ACTIVITY: Every line below that carries the word "Internal" needs to be copied.

DATA SUPPLIED:
┄┄┄┄┄┄┄┄┄┄

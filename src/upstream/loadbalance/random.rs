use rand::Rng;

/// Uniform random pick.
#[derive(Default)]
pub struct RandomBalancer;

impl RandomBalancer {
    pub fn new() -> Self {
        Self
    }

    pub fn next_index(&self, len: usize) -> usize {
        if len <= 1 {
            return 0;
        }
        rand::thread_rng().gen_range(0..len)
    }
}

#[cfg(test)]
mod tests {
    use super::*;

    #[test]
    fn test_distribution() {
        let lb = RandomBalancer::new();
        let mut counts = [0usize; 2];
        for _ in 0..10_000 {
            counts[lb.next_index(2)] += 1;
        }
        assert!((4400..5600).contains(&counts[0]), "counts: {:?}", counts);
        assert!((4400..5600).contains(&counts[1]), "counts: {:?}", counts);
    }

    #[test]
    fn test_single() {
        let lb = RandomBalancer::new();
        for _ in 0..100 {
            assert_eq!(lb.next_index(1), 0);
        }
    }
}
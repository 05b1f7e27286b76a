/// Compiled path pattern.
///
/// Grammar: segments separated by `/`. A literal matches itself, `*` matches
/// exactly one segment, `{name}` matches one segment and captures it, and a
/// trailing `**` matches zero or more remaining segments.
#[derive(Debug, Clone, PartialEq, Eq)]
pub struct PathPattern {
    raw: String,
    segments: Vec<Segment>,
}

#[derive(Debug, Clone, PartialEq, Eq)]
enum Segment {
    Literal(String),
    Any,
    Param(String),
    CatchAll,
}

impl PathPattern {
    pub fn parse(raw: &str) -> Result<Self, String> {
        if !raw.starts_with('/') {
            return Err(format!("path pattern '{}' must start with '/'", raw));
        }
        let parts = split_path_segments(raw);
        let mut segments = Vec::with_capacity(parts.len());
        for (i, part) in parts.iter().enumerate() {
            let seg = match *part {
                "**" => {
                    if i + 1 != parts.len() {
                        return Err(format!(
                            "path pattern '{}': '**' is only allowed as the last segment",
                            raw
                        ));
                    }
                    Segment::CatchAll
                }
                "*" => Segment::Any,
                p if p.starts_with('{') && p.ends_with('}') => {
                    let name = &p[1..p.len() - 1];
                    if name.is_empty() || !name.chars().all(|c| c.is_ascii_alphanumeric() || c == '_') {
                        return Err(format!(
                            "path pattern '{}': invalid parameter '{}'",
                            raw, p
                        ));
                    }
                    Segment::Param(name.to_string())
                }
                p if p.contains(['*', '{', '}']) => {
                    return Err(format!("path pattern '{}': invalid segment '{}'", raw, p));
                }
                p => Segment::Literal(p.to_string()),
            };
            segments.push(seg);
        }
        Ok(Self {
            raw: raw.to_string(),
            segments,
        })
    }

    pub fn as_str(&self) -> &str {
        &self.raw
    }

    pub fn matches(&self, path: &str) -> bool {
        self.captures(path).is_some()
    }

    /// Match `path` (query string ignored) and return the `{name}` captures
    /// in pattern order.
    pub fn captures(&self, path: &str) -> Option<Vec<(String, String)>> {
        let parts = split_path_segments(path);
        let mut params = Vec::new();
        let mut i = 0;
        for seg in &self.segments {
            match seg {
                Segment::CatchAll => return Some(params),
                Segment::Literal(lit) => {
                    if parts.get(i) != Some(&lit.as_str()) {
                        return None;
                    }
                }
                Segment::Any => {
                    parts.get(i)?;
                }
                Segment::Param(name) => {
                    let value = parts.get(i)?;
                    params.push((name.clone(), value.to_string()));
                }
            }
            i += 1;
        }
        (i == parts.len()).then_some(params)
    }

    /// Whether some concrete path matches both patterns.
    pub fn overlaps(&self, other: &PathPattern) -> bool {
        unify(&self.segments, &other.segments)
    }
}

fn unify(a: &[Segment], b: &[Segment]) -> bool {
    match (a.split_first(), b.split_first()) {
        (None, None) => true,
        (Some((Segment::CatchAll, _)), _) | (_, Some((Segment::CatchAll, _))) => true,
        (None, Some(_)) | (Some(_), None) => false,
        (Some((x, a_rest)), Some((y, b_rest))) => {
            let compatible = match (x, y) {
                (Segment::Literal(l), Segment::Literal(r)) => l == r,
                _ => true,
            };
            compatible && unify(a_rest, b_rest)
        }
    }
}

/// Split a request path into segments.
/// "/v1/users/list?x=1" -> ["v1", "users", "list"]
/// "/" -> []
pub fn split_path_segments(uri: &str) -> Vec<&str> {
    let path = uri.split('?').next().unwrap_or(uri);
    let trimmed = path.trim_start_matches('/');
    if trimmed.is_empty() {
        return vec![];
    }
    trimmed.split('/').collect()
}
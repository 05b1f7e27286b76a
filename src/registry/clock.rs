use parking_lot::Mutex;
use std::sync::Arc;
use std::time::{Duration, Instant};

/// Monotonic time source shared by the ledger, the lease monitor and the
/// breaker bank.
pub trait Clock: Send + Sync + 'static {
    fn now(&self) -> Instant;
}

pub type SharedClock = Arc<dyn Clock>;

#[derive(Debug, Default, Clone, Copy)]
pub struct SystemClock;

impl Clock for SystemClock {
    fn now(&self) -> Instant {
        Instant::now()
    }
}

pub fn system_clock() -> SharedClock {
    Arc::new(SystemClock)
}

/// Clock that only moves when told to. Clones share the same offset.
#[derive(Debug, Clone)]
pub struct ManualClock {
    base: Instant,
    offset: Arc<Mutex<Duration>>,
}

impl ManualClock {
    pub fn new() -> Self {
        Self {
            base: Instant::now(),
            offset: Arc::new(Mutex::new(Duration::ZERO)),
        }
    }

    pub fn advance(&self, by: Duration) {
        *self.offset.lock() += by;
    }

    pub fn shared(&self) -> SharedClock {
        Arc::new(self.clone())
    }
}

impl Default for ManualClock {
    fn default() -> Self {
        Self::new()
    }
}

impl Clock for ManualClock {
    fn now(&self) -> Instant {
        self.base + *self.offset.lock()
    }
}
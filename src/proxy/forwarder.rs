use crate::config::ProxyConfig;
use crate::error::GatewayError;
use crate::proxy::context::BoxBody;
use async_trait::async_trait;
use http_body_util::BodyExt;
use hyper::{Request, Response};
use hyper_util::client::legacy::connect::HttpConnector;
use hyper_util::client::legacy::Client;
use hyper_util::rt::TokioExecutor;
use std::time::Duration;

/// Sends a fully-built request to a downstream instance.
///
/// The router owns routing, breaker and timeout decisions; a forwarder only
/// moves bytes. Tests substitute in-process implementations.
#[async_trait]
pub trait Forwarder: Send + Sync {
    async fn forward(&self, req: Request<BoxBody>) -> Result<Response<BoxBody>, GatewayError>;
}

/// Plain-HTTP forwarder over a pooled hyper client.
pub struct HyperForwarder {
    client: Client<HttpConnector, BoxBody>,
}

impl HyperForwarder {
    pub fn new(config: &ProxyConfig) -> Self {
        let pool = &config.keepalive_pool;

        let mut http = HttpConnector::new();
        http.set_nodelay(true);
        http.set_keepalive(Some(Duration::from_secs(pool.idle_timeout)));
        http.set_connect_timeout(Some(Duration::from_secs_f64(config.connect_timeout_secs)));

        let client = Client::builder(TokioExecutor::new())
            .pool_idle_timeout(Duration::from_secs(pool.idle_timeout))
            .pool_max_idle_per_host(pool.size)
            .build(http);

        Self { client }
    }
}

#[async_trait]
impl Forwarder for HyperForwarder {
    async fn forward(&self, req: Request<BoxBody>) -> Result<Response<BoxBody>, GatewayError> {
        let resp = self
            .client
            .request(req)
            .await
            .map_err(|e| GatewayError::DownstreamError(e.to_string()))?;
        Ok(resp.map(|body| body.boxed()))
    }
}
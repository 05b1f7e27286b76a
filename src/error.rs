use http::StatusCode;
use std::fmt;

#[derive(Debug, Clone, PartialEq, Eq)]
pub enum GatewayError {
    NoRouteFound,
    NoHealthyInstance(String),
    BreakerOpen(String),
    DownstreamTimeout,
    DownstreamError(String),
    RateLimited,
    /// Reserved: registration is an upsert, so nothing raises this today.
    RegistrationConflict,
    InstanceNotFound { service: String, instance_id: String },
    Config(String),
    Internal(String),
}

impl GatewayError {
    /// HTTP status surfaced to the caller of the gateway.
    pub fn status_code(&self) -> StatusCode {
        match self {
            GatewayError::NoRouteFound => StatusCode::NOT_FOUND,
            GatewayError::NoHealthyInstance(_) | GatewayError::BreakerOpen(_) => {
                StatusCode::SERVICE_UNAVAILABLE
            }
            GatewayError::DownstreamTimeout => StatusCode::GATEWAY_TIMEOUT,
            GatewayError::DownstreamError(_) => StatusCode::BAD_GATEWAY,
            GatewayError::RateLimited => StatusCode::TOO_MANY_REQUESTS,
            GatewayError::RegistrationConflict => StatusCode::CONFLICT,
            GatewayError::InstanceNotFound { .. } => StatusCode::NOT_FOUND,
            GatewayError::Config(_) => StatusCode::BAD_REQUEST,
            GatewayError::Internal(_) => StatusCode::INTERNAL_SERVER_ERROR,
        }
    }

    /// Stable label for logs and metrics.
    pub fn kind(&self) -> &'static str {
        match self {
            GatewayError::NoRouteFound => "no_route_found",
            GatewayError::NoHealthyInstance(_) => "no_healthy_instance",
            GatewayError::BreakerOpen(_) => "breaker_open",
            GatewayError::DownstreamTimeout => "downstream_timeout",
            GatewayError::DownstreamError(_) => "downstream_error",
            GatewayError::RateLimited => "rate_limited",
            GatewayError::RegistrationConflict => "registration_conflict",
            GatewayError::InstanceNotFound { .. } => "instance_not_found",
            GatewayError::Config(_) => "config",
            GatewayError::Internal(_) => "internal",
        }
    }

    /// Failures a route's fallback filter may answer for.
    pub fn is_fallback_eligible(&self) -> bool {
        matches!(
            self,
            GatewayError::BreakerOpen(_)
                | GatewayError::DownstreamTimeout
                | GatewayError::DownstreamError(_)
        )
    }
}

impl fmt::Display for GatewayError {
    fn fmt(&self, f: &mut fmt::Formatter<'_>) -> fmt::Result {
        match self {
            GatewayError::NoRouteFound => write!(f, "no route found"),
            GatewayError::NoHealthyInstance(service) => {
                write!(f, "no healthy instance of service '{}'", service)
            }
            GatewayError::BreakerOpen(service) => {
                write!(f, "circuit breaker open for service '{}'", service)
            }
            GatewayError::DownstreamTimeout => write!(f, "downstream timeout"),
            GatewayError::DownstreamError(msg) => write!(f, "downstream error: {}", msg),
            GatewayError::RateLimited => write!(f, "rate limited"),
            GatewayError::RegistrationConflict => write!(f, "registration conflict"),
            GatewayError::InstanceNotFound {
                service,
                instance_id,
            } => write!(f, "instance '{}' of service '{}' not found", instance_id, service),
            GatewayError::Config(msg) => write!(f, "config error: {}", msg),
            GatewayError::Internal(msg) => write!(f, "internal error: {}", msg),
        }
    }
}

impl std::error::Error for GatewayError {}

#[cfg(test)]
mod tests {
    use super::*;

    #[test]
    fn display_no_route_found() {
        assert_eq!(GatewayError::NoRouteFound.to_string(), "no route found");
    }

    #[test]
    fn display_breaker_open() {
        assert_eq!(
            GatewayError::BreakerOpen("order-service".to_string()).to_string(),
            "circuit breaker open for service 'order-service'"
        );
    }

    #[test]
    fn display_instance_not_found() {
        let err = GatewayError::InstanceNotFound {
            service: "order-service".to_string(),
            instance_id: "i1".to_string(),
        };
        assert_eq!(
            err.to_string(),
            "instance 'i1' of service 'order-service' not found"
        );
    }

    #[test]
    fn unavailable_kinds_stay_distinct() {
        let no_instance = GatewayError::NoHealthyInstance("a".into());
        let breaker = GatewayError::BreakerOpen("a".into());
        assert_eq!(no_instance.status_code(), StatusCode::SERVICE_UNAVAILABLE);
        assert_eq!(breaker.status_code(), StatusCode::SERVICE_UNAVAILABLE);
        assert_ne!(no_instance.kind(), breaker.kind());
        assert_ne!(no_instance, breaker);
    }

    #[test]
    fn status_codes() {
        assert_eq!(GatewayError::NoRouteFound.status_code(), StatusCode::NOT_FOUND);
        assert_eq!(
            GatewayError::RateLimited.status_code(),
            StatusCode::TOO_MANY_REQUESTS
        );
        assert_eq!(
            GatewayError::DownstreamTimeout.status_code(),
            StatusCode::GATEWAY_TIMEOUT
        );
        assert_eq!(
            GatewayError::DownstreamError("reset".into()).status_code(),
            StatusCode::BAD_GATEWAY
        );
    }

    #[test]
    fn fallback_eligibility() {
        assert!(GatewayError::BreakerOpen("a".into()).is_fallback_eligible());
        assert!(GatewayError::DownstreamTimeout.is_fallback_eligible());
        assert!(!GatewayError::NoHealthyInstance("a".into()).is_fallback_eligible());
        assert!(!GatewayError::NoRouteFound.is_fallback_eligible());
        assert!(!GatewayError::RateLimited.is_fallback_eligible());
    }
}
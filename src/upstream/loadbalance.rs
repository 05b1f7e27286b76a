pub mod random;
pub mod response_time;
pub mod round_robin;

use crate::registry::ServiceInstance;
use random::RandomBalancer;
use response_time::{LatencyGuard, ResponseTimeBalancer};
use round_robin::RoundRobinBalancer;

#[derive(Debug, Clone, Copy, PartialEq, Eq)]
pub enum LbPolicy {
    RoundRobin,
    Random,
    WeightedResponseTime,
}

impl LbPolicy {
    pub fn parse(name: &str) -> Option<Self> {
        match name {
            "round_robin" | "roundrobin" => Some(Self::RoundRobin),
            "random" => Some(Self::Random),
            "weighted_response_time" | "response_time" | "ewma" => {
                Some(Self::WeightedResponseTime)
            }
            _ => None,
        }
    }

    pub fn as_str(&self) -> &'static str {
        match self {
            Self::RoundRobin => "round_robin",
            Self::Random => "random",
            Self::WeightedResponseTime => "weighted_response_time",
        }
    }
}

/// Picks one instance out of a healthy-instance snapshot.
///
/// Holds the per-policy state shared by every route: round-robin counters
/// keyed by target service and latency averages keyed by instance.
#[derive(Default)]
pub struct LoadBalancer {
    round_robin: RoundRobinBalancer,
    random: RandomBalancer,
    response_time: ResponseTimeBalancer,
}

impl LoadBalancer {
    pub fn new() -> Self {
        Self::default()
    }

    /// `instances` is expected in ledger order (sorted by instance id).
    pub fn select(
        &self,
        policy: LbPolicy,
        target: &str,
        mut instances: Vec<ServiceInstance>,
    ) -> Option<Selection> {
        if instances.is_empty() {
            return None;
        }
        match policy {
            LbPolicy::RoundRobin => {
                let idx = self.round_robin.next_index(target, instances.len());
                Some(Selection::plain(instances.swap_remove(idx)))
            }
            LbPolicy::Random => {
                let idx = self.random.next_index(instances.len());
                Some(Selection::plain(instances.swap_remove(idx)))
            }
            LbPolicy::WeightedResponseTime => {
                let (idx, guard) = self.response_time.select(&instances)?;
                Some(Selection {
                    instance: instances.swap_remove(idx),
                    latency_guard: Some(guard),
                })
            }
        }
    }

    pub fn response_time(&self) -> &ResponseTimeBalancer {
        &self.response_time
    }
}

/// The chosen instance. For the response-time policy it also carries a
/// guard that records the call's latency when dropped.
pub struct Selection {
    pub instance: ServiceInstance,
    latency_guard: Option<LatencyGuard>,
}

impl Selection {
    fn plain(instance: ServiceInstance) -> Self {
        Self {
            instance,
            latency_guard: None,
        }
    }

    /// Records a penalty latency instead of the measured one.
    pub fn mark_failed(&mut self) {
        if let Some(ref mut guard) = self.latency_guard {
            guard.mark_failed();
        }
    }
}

┄┄┄┄┄┄┄┄┄┄

ANSWER SPACE:
    Internal(String),
            GatewayError::Internal(_) => StatusCode::INTERNAL_SERVER_ERROR,
            GatewayError::Internal(_) => "internal",
            GatewayError::Internal(msg) => write!(f, "internal error: {}", msg),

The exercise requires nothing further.